BrainTumorNext is a next generation sequencing panel that simultaneously analyzes 27 genes associated with increased risk for brain tumors and other cancers/tumors.
BrainTumorNext is a next generation sequencing panel that simultaneously analyzes 27 genes associated with increased risk for brain tumors and other cancers/tumors.
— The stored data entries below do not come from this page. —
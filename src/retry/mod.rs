// Retry-hint parsing: extracts a wait duration from the three shapes the
// upstream and OAuth endpoints hand back, plus the retryable-status check.
// Covers the RetryInfo `<float>s` form, the ErrorInfo `quotaResetDelay`
// form, and the plain HTTP `Retry-After` header (seconds or HTTP-date).

use tracing::debug;

/// Google's `RetryInfo.retryDelay` duration string, e.g. `"0.457639761s"` or
/// `"40s"`. Returns milliseconds, capped at 60s per the Gemini CLI's own
/// handling of this field.
pub fn parse_retry_delay_seconds(duration_str: &str) -> Option<i64> {
    let seconds_str = duration_str.strip_suffix('s')?;
    let seconds: f64 = seconds_str.parse().ok()?;
    let capped = seconds.min(60.0).max(0.0);
    Some((capped * 1000.0) as i64)
}

/// Google's `ErrorInfo.metadata.quotaResetDelay` duration string, e.g.
/// `"2m30.5s"` or `"45s"` (minutes component optional). Returns milliseconds.
pub fn parse_quota_reset_delay(duration_str: &str) -> Option<i64> {
    let (minutes, rest) = match duration_str.split_once('m') {
        Some((m, rest)) => (m.parse::<i64>().ok()?, rest),
        None => (0, duration_str),
    };
    let seconds_str = rest.strip_suffix('s')?;
    let seconds: f64 = seconds_str.parse().ok()?;
    Some(minutes * 60_000 + (seconds * 1000.0) as i64)
}

/// HTTP `Retry-After` header value: either an integer count of seconds or an
/// HTTP-date (RFC 1123, as used by `httpdate`/RFC 7231 §7.1.1.1). Returns
/// milliseconds from now; a date already in the past yields `0`.
pub fn parse_retry_after_header(value: &str) -> Option<i64> {
    let trimmed = value.trim();
    if let Ok(seconds) = trimmed.parse::<i64>() {
        return Some(seconds.max(0) * 1000);
    }

    let parsed = chrono::DateTime::parse_from_rfc2822(trimmed)
        .or_else(|_| chrono::DateTime::parse_from_rfc3339(trimmed))
        .ok()?;
    let now = chrono::Utc::now();
    let diff_ms = parsed.with_timezone(&chrono::Utc).signed_duration_since(now).num_milliseconds();
    Some(diff_ms.max(0))
}

/// Determine if an HTTP status code is retryable in the upstream retry loop.
pub fn is_retryable(status: u16) -> bool {
    matches!(status, 429 | 500 | 502 | 503 | 504)
}

/// Best-effort extraction of `retry_after_ms` for a 429, trying the header
/// first, then the two JSON body shapes, logging which source won.
pub fn extract_retry_after_ms(header: Option<&str>, body: &str) -> Option<i64> {
    if let Some(h) = header {
        if let Some(ms) = parse_retry_after_header(h) {
            debug!(ms, "retry_after from HTTP header");
            return Some(ms);
        }
    }
    if let Some(ms) = crate::scheduler::retry_after_ms_from_error_body(body) {
        debug!(ms, "retry_after from response body");
        return Some(ms);
    }
    None
}

#[cfg(test)]
mod tests {
    use super::*;

    #[test]
    fn parses_retry_info_seconds_and_caps_at_sixty() {
        assert_eq!(parse_retry_delay_seconds("0.457639761s"), Some(457));
        assert_eq!(parse_retry_delay_seconds("40s"), Some(40_000));
        assert_eq!(parse_retry_delay_seconds("120s"), Some(60_000));
    }

    #[test]
    fn parses_quota_reset_delay_with_and_without_minutes() {
        assert_eq!(parse_quota_reset_delay("2m30.5s"), Some(150_500));
        assert_eq!(parse_quota_reset_delay("45s"), Some(45_000));
        assert_eq!(parse_quota_reset_delay("0m5s"), Some(5_000));
    }

    #[test]
    fn parses_retry_after_header_seconds_form() {
        assert_eq!(parse_retry_after_header("120"), Some(120_000));
        assert_eq!(parse_retry_after_header("0"), Some(0));
    }

    #[test]
    fn parses_retry_after_header_http_date_form() {
        let future = chrono::Utc::now() + chrono::Duration::seconds(30);
        let header = future.to_rfc2822();
        let ms = parse_retry_after_header(&header).unwrap();
        // allow scheduling jitter in the test itself
        assert!((28_000..=31_000).contains(&ms), "got {ms}");
    }

    #[test]
    fn retryable_statuses_match_spec_set() {
        assert!(is_retryable(429));
        assert!(is_retryable(500));
        assert!(is_retryable(502));
        assert!(is_retryable(503));
        assert!(is_retryable(504));
        assert!(!is_retryable(400));
        assert!(!is_retryable(404));
    }
}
Ambry utilizes next generation sequencing (NGS) to offer a comprehensive panel for hereditary brain tumors. Genes on this panel include: AIP, ALK, APC, CDKN1B, CDKN2A, DICER1, MEN1, MLH1, MSH2, MSH6, NBN, NF1, NF2, PHOX2B, PMS2, POT1, PRKAR1A, PTCH1, PTEN, SMARCA4, SMARCB1, SMARCE1, SUFU, TP53, TSC1, TSC2, and VHL. Full gene sequencing and gross deletion/duplication analysis is performed for all 27 genes. Specific Site Analysis is available for individual gene mutations identified in a family.
Brain tumors are the 16th most common cancer diagnosed in men and women. Fewer than 1% of men and women in the U.S. will be diagnosed with a brain tumor/cancer at some point during their lives.1 The National Cancer Institute (NCI) estimates that approximately 23,700 new cases of brain and other nervous system tumors/cancer will be diagnosed in the U.S. in 2016.2 The median age at diagnosis is age 58, although 43.6% are diagnosed under age 54.2 The majority of brain tumors are sporadic, with some being hereditary and developing due to an inherited genetic mutation. Hereditary brain tumors may be diagnosed at younger ages (especially in childhood).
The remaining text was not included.